As part of this year's "Maak Week", the two researchers from the Liechtenstein School of Architecture Livia Herle, MSc Arch, and Dipl.-Ing. Dr. sc. Wolfgang Schwarzmann were able to accompany and support the students from the University of Antwerp in their learning and working process.

It is easy to see that the University of Liechtenstein and the University of Antwerp are not in close proximity to each other. All the more impressive, however, is the fact that craftsmanship is firmly anchored in the architecture curriculum at both universities.

In the run-up to "Maal Week", the 80 or so participating students had already been allocated various specific locations on the campus of the University of Antwerp and in several museums in the city. In a concept phase lasting several weeks, they worked in groups of four to develop a suitable piece of furniture based on a spatial analysis, which was then tested for feasibility as a 1:1 sample. During "Maak Week", which can be translated as "Make Week", the benches specially designed for the museums were then produced. Mario Rinke, professor at the University of Antwerp, and Allessandro Tellini from ETH Zurich designed and implemented the course and supervised the students over the course of a semester.

Every bench is unique; every process a challenge

In addition to spatial criteria, this furniture, some of which was very different, also had to meet other requirements. For example, all benches were made without steel parts, without screws or nails and only from solid wood. The tools required for this were also reduced to the simplest tools such as a chisel, a handsaw or (at least) a cordless drill. For the students, these specifications brought further challenges in terms of the wood joints and the necessary processing steps.

Manual work as a didactic concept

The University of Liechtenstein also has an architecture course with a corresponding focus on craftsmanship. With the "Craft" focus anchored in the curriculum, students are taught material-specific specialist knowledge of basic building materials such as stone, wood and steel. In addition to this, the courses repeatedly involve working in actual size, with real building materials and on a 1:1 scale. What is a time-consuming and material-intensive way of working in the classroom brings great added value to architecture studies in particular. In addition to the ability to express themselves creatively, students are taught an awareness and sensitization for building materials and the associated working processes.

Training sets the course for the profession

What does it mean to want to produce a construction "flush"? How can a timber connection be designed to be aesthetic, functional and load-bearing? What skills and professions are required to implement a project?

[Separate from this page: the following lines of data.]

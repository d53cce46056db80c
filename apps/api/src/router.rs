use std::sync::Arc;

use axum::{routing::get, Json, Router};
use serde_json::{json, Value};

use chart_cell::router::{chart_routes, ChartState};
use chart_cell::store::MemoryChartStore;
use ledger_cell::router::{ledger_routes, LedgerState};
use ledger_cell::store::MemoryLedgerStore;
use patient_cell::router::{patient_routes, PatientState};
use patient_cell::store::MemoryPatientStore;
use scheduling_cell::models::SchedulingRules;
use scheduling_cell::router::{appointment_routes, SchedulingState};
use scheduling_cell::store::MemoryAppointmentStore;
use shared_config::AppConfig;
use shared_utils::{Clock, SystemClock};

pub fn create_router(config: Arc<AppConfig>) -> Router {
    let clock: Arc<dyn Clock> = Arc::new(SystemClock);
    let patients = Arc::new(MemoryPatientStore::new());
    let charts = Arc::new(MemoryChartStore::new());

    let patient_state = Arc::new(PatientState {
        store: patients.clone(),
        clock: clock.clone(),
    });
    let chart_state = Arc::new(ChartState {
        store: charts.clone(),
        patients: patients.clone(),
        clock: clock.clone(),
    });
    let scheduling_state = Arc::new(SchedulingState {
        store: Arc::new(MemoryAppointmentStore::new()),
        subjects: patients,
        clock: clock.clone(),
        rules: SchedulingRules::from_config(&config),
    });
    let ledger_state = Arc::new(LedgerState {
        store: Arc::new(MemoryLedgerStore::new()),
        charts,
        clock,
    });

    Router::new()
        .route("/", get(|| async { "Perla Clinic API is running!" }))
        .route("/health", get(health))
        .nest("/patients", patient_routes(config.clone(), patient_state))
        .nest("/charts", chart_routes(config.clone(), chart_state))
        .nest(
            "/appointments",
            appointment_routes(config.clone(), scheduling_state),
        )
        .nest("/ledgers", ledger_routes(config, ledger_state))
}

async fn health() -> Json<Value> {
    Json(json!({ "status": "OK", "service": "perla-clinic-api" }))
}
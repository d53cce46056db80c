use std::sync::Arc;

use axum::{
    middleware,
    routing::{get, post},
    Router,
};

use shared_config::AppConfig;
use shared_utils::extractor::auth_middleware;

use crate::handlers::*;

pub use crate::handlers::ChartState;

pub fn chart_routes(config: Arc<AppConfig>, state: Arc<ChartState>) -> Router {
    Router::new()
        .route("/", post(create_chart))
        .route("/{id}", get(get_chart).delete(delete_chart))
        .route("/patient/{patient_id}", get(list_patient_charts))
        .layer(middleware::from_fn_with_state(config, auth_middleware))
        .with_state(state)
}
pub mod error;
pub mod handlers;
pub mod models;
pub mod router;
pub mod services;
pub mod store;

pub use error::LedgerError;
pub use models::*;
pub use router::ledger_routes;
pub use store::{LedgerStore, MemoryLedgerStore};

While these questions can only be answered to a limited extent in everyday office life, they still have a central influence on the feasibility and the associated costs of a construction process. As part of teaching formats such as "Maak Week" or the "Craft" studio at the University of Liechtenstein, students are confronted with both the design and production process. The consequences of their own design ultimately influence the success or failure of a design. Whether the bench lasts in the end, whether it is comfortable and whether visitors actually like it thus becomes a central question in the work process.

Lifelong learning in teaching too

This mobility gave Livia and Wolfgang numerous insights into the didactic concept, the teaching and learning process and also the perspectives of the students and teachers. The insights gained during the 'Maak Week' will thus be taken up and incorporated as a direct enrichment for teaching at the University of Liechtenstein. Many thanks go to the University of Antwerp, to Prof. Mario Rinke and Allessandro Tellini for their insights and to the University of Liechtenstein for making this joint work possible.